> [WORK TO COMPLETE] The word "shape" turns up on some lines of this data; say how many, and give no other text.

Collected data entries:
+++++

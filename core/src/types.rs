//! Value types exchanged with the geolocation API.
//!
//! # Design
//! Response records mirror the service's camelCase JSON, with every field
//! optional: the service omits fields it cannot resolve, and a missing
//! detail should never turn an otherwise useful answer into an error.
//! Request-side types (`Coordinate`, `TravelMode`, `Units`) know their own
//! wire spelling.
//!
//! Endpoint results come wrapped in `Payload`: the typed record when the
//! field has the documented shape, otherwise the field's raw JSON. A present
//! field is never an error.

use std::fmt;
use std::str::FromStr;

use serde::{Deserialize, Serialize};
use serde_json::Value;

/// A point on the globe in decimal degrees.
#[derive(Debug, Clone, Copy, PartialEq, Serialize, Deserialize)]
pub struct Coordinate {
    pub latitude: f64,
    pub longitude: f64,
}

impl Coordinate {
    pub fn new(latitude: f64, longitude: f64) -> Self {
        Self {
            latitude,
            longitude,
        }
    }
}

/// Wire form: `"lat,lon"`.
impl fmt::Display for Coordinate {
    fn fmt(&self, f: &mut fmt::Formatter<'_>) -> fmt::Result {
        write!(f, "{},{}", self.latitude, self.longitude)
    }
}

/// Returned when a `"lat,lon"` string cannot be parsed.
#[derive(Debug, Clone, PartialEq, Eq, thiserror::Error)]
#[error("invalid coordinate: {0:?}")]
pub struct ParseCoordinateError(pub String);

impl FromStr for Coordinate {
    type Err = ParseCoordinateError;

    fn from_str(s: &str) -> Result<Self, Self::Err> {
        let invalid = || ParseCoordinateError(s.to_string());
        let (lat, lon) = s.split_once(',').ok_or_else(invalid)?;
        let latitude = lat.trim().parse::<f64>().map_err(|_| invalid())?;
        let longitude = lon.trim().parse::<f64>().map_err(|_| invalid())?;
        if !latitude.is_finite() || !longitude.is_finite() {
            return Err(invalid());
        }
        Ok(Self::new(latitude, longitude))
    }
}

/// The extracted response field.
#[derive(Debug, Clone, PartialEq, Serialize, Deserialize)]
#[serde(untagged)]
pub enum Payload<T> {
    /// The field matched the documented shape.
    Record(T),
    /// The field was present in some other shape, kept verbatim.
    Raw(Value),
}

impl<T> Payload<T> {
    pub fn record(&self) -> Option<&T> {
        match self {
            Payload::Record(record) => Some(record),
            Payload::Raw(_) => None,
        }
    }

    pub fn into_record(self) -> Option<T> {
        match self {
            Payload::Record(record) => Some(record),
            Payload::Raw(_) => None,
        }
    }

    pub fn raw(&self) -> Option<&Value> {
        match self {
            Payload::Record(_) => None,
            Payload::Raw(value) => Some(value),
        }
    }
}

impl<T: Serialize> Payload<T> {
    /// The payload as JSON, whichever variant it is.
    pub fn to_value(&self) -> Result<Value, serde_json::Error> {
        serde_json::to_value(self)
    }
}

/// One geocoding result.
#[derive(Debug, Clone, Default, PartialEq, Serialize, Deserialize)]
#[serde(rename_all = "camelCase")]
pub struct Address {
    #[serde(default, skip_serializing_if = "Option::is_none")]
    pub latitude: Option<f64>,
    #[serde(default, skip_serializing_if = "Option::is_none")]
    pub longitude: Option<f64>,
    #[serde(default, skip_serializing_if = "Option::is_none")]
    pub formatted_address: Option<String>,
    #[serde(default, skip_serializing_if = "Option::is_none")]
    pub address_label: Option<String>,
    #[serde(default, skip_serializing_if = "Option::is_none")]
    pub number: Option<String>,
    #[serde(default, skip_serializing_if = "Option::is_none")]
    pub street: Option<String>,
    #[serde(default, skip_serializing_if = "Option::is_none")]
    pub neighborhood: Option<String>,
    #[serde(default, skip_serializing_if = "Option::is_none")]
    pub city: Option<String>,
    #[serde(default, skip_serializing_if = "Option::is_none")]
    pub county: Option<String>,
    #[serde(default, skip_serializing_if = "Option::is_none")]
    pub state: Option<String>,
    #[serde(default, skip_serializing_if = "Option::is_none")]
    pub state_code: Option<String>,
    #[serde(default, skip_serializing_if = "Option::is_none")]
    pub postal_code: Option<String>,
    #[serde(default, skip_serializing_if = "Option::is_none")]
    pub country: Option<String>,
    #[serde(default, skip_serializing_if = "Option::is_none")]
    pub country_code: Option<String>,
    #[serde(default, skip_serializing_if = "Option::is_none")]
    pub country_flag: Option<String>,
    #[serde(default, skip_serializing_if = "Option::is_none")]
    pub layer: Option<String>,
    /// Meters from the queried coordinate (reverse geocoding only).
    #[serde(default, skip_serializing_if = "Option::is_none")]
    pub distance: Option<f64>,
    #[serde(default, skip_serializing_if = "Option::is_none")]
    pub confidence: Option<String>,
}

impl Address {
    pub fn coordinate(&self) -> Option<Coordinate> {
        Some(Coordinate::new(self.latitude?, self.longitude?))
    }
}

/// Country resolved from the caller's IP address.
#[derive(Debug, Clone, Default, PartialEq, Eq, Serialize, Deserialize)]
pub struct Country {
    #[serde(default, skip_serializing_if = "Option::is_none")]
    pub code: Option<String>,
    #[serde(default, skip_serializing_if = "Option::is_none")]
    pub name: Option<String>,
    #[serde(default, skip_serializing_if = "Option::is_none")]
    pub flag: Option<String>,
}

/// A numeric quantity paired with its human-readable rendering.
#[derive(Debug, Clone, PartialEq, Serialize, Deserialize)]
pub struct Measure {
    pub value: f64,
    pub text: String,
}

#[derive(Debug, Clone, Default, PartialEq, Serialize, Deserialize)]
pub struct Route {
    #[serde(default, skip_serializing_if = "Option::is_none")]
    pub distance: Option<Measure>,
    #[serde(default, skip_serializing_if = "Option::is_none")]
    pub duration: Option<Measure>,
}

/// Distance answer, keyed by travel mode. Only requested modes are present;
/// `geodesic` is the straight-line distance and carries no duration.
#[derive(Debug, Clone, Default, PartialEq, Serialize, Deserialize)]
pub struct Routes {
    #[serde(default, skip_serializing_if = "Option::is_none")]
    pub geodesic: Option<Route>,
    #[serde(default, skip_serializing_if = "Option::is_none")]
    pub foot: Option<Route>,
    #[serde(default, skip_serializing_if = "Option::is_none")]
    pub bike: Option<Route>,
    #[serde(default, skip_serializing_if = "Option::is_none")]
    pub car: Option<Route>,
    #[serde(default, skip_serializing_if = "Option::is_none")]
    pub truck: Option<Route>,
    #[serde(default, skip_serializing_if = "Option::is_none")]
    pub motorbike: Option<Route>,
}

#[derive(Debug, Clone, Copy, PartialEq, Eq, Serialize, Deserialize)]
#[serde(rename_all = "lowercase")]
pub enum TravelMode {
    Foot,
    Bike,
    Car,
    Truck,
    Motorbike,
}

impl TravelMode {
    pub fn as_str(self) -> &'static str {
        match self {
            TravelMode::Foot => "foot",
            TravelMode::Bike => "bike",
            TravelMode::Car => "car",
            TravelMode::Truck => "truck",
            TravelMode::Motorbike => "motorbike",
        }
    }
}

#[derive(Debug, Clone, Copy, PartialEq, Eq, Serialize, Deserialize)]
#[serde(rename_all = "lowercase")]
pub enum Units {
    Imperial,
    Metric,
}

impl Units {
    pub fn as_str(self) -> &'static str {
        match self {
            Units::Imperial => "imperial",
            Units::Metric => "metric",
        }
    }
}

/// Input to the distance endpoint. When `origin` is `None` the device's
/// current position is used.
#[derive(Debug, Clone, Default, PartialEq, Serialize, Deserialize)]
pub struct RoutingOptions {
    #[serde(default)]
    pub origin: Option<Coordinate>,
    #[serde(default)]
    pub destination: Option<Coordinate>,
    #[serde(default)]
    pub modes: Option<Vec<TravelMode>>,
    #[serde(default)]
    pub units: Option<Units>,
}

+++++

> [OUTPUT FOR THIS EXERCISE] 3